Parecer
Autos nº. 179.358-0/5-00
Requerente: Prefeito do Município de São José do Rio Preto
Objeto: Lei nº 10.364, de 08 de maio de 2009, do Município de São José do Rio Preto
Ementa: Unificação de lotes. Lei de iniciativa do Legislativo, que determina a prevalência da zona. Atividade própria do Executivo. Vício de iniciativa. Inconstitucionalidade verificada.
Colendo Órgão Especial
Excelentíssimo Senhor Desembargador Presidente
Cuida-se de ação direta objetivando a
declaração de inconstitucionalidade da Lei nº 10.364, de 08 de maio de 2009, do Município de São José do
Rio Preto, que prescreve
que “No caso de unificação de lotes com frente para os logradouros que
constituem divisas diferentes, prevalecerá a zona de menor restrição”.
Argumenta o autor que
essa lei, de iniciativa parlamentar (e promulgada pelo Presidente da Câmara,
após derrubada de veto total), importa usurpação de atribuições próprias do
Poder Executivo, nomeadamente a ordenação e ocupação do solo urbano, violando
os arts. 5º., 37, 47, incisos II, III e XIV, 111, 144, 180, caput e
incisos I, II e V, e 181, todos da Constituição Estadual.

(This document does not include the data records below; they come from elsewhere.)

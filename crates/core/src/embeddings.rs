use crate::error::EmbeddingError;
use crate::models::EMBEDDING_DIMENSIONS;
use async_trait::async_trait;
use reqwest::Client;
use serde::{Deserialize, Serialize};
use sha2::{Digest, Sha256};
use std::time::Duration;

pub const DEFAULT_EMBEDDING_DIMENSIONS: usize = EMBEDDING_DIMENSIONS;

/// Turns texts into fixed-width vectors, one per input, in input order.
#[async_trait]
pub trait Embedder: Send + Sync {
    fn name(&self) -> &str;

    fn dimensions(&self) -> usize;

    async fn embed(&self, texts: &[String]) -> Result<Vec<Vec<f32>>, EmbeddingError>;
}

/// Offline provider: each coordinate is derived from `sha256(text|i)` and the
/// vector is L2-normalized. Stable across runs and machines.
#[derive(Debug, Clone, Copy)]
pub struct HashEmbedder {
    pub dimensions: usize,
}

impl Default for HashEmbedder {
    fn default() -> Self {
        Self {
            dimensions: DEFAULT_EMBEDDING_DIMENSIONS,
        }
    }
}

impl HashEmbedder {
    pub fn embed_one(&self, text: &str) -> Vec<f32> {
        let mut vector = (0..self.dimensions)
            .map(|index| {
                let mut hasher = Sha256::new();
                hasher.update(format!("{text}|{index}").as_bytes());
                let digest = hasher.finalize();
                let word = u32::from_le_bytes([digest[0], digest[1], digest[2], digest[3]]);
                ((f64::from(word) / 4_294_967_296.0) * 2.0 - 1.0) as f32
            })
            .collect::<Vec<_>>();

        let magnitude = vector.iter().map(|value| value * value).sum::<f32>().sqrt();
        if magnitude > 0.0 {
            for value in &mut vector {
                *value /= magnitude;
            }
        }

        vector
    }
}

#[async_trait]
impl Embedder for HashEmbedder {
    fn name(&self) -> &str {
        "hash-sha256"
    }

    fn dimensions(&self) -> usize {
        self.dimensions
    }

    async fn embed(&self, texts: &[String]) -> Result<Vec<Vec<f32>>, EmbeddingError> {
        Ok(texts.iter().map(|text| self.embed_one(text)).collect())
    }
}

#[derive(Debug, Clone)]
pub struct OpenAiConfig {
    pub api_key: String,
    pub base_url: String,
    pub model: String,
    pub timeout: Duration,
    pub batch_size: usize,
}

impl OpenAiConfig {
    pub fn new(api_key: impl Into<String>) -> Self {
        Self {
            api_key: api_key.into(),
            base_url: "https://api.openai.com/v1".to_string(),
            model: "text-embedding-3-small".to_string(),
            timeout: Duration::from_secs(40),
            batch_size: 64,
        }
    }
}

/// Embeddings from an OpenAI-compatible `/embeddings` endpoint.
pub struct OpenAiEmbedder {
    client: Client,
    endpoint: String,
    config: OpenAiConfig,
}

impl OpenAiEmbedder {
    pub fn new(config: OpenAiConfig) -> Result<Self, EmbeddingError> {
        let key = config.api_key.trim();
        if key.is_empty() || key == "<PUT_YOUR_KEY_HERE>" {
            return Err(EmbeddingError::MissingApiKey);
        }

        let client = Client::builder().timeout(config.timeout).build()?;
        let endpoint = format!("{}/embeddings", config.base_url.trim_end_matches('/'));

        Ok(Self {
            client,
            endpoint,
            config,
        })
    }

    async fn embed_batch(&self, batch: &[String]) -> Result<Vec<Vec<f32>>, EmbeddingError> {
        let response = self
            .client
            .post(&self.endpoint)
            .bearer_auth(self.config.api_key.trim())
            .json(&EmbeddingRequest {
                model: &self.config.model,
                input: batch,
            })
            .send()
            .await?;

        let status = response.status();
        if !status.is_success() {
            let body = response.text().await.unwrap_or_default();
            let snippet: String = body.chars().take(500).collect();
            return Err(EmbeddingError::Provider(format!(
                "embeddings request to {} returned {status}: {snippet}",
                self.endpoint
            )));
        }

        let mut parsed: EmbeddingResponse = response.json().await?;
        parsed.data.sort_by_key(|entry| entry.index);

        if parsed.data.len() != batch.len() {
            return Err(EmbeddingError::CountMismatch {
                expected: batch.len(),
                actual: parsed.data.len(),
            });
        }

        Ok(parsed.data.into_iter().map(|entry| entry.embedding).collect())
    }
}

#[async_trait]
impl Embedder for OpenAiEmbedder {
    fn name(&self) -> &str {
        &self.config.model
    }

    fn dimensions(&self) -> usize {
        DEFAULT_EMBEDDING_DIMENSIONS
    }

    async fn embed(&self, texts: &[String]) -> Result<Vec<Vec<f32>>, EmbeddingError> {
        let mut vectors = Vec::with_capacity(texts.len());

        for batch in texts.chunks(self.config.batch_size.max(1)) {
            let embedded = self.embed_batch(batch).await?;
            check_dimensions(&embedded, self.dimensions())?;
            vectors.extend(embedded);
        }

        Ok(vectors)
    }
}

/// Rejects any vector whose width differs from `expected`.
pub fn check_dimensions(vectors: &[Vec<f32>], expected: usize) -> Result<(), EmbeddingError> {
    match vectors.iter().find(|vector| vector.len() != expected) {
        Some(vector) => Err(EmbeddingError::DimensionMismatch {
            expected,
            actual: vector.len(),
        }),
        None => Ok(()),
    }
}

#[derive(Serialize)]
struct EmbeddingRequest<'a> {
    model: &'a str,
    input: &'a [String],
}

#[derive(Debug, Deserialize)]
struct EmbeddingResponse {
    data: Vec<EmbeddingData>,
}

#[derive(Debug, Deserialize)]
struct EmbeddingData {
    embedding: Vec<f32>,
    index: usize,
}

#[cfg(test)]
mod tests {
    use super::*;

    #[tokio::test]
    async fn hash_embedder_is_deterministic() {
        let embedder = HashEmbedder::default();
        let texts = vec!["Hydraulic pressure and flow".to_string()];
        let first = embedder.embed(&texts).await.unwrap();
        let second = embedder.embed(&texts).await.unwrap();
        assert_eq!(first, second);
    }

    #[test]
    fn hash_embedder_outputs_unit_vectors_of_configured_width() {
        let embedder = HashEmbedder { dimensions: 32 };
        let vector = embedder.embed_one("abc");
        assert_eq!(vector.len(), 32);
        let norm = vector.iter().map(|value| value * value).sum::<f32>().sqrt();
        assert!((norm - 1.0).abs() < 1e-4);
    }

    #[test]
    fn default_width_matches_schema() {
        assert_eq!(HashEmbedder::default().embed_one("x").len(), 1536);
    }

    #[test]
    fn different_texts_embed_differently() {
        let embedder = HashEmbedder { dimensions: 16 };
        assert_ne!(embedder.embed_one("pump"), embedder.embed_one("valve"));
    }

    #[test]
    fn dimension_check_reports_the_offending_width() {
        let vectors = vec![vec![0.0; 4], vec![0.0; 3]];
        match check_dimensions(&vectors, 4) {
            Err(EmbeddingError::DimensionMismatch { expected, actual }) => {
                assert_eq!((expected, actual), (4, 3));
            }
            other => panic!("unexpected result: {other:?}"),
        }
    }

    #[test]
    fn openai_embedder_requires_a_real_key() {
        assert!(matches!(
            OpenAiEmbedder::new(OpenAiConfig::new("  ")),
            Err(EmbeddingError::MissingApiKey)
        ));
        assert!(matches!(
            OpenAiEmbedder::new(OpenAiConfig::new("<PUT_YOUR_KEY_HERE>")),
            Err(EmbeddingError::MissingApiKey)
        ));
    }
}
pub mod memory;
pub mod postgres;

pub use memory::MemoryStore;
pub use postgres::PgVectorStore;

Foi concedida liminar pela Egrégia
Presidência (fls. 29).
A Câmara Municipal prestou informações
(fls. 33/35).
O
Procurador-Geral do Estado não foi citado, medida que, preliminarmente, se
requer a fim de sanar a irregularidade.
Este é o breve resumo do que consta dos autos.
Assim dispõe a lei impugnada:
“Art.1º - O parágrafo único do artigo 23 da Lei nº 5.135, de 24 de dezembro de 1992 (Lei de Zoneamento, Uso e Ocupação do Solo), a seguir mencionado, passa a vigorar com a seguinte alteração:
Art.23 .....................................................................
Parágrafo Único – No caso de unificação de lotes com frente para os logradouros que constituem divisas diferentes, prevalecerá a zona de menor restrição.”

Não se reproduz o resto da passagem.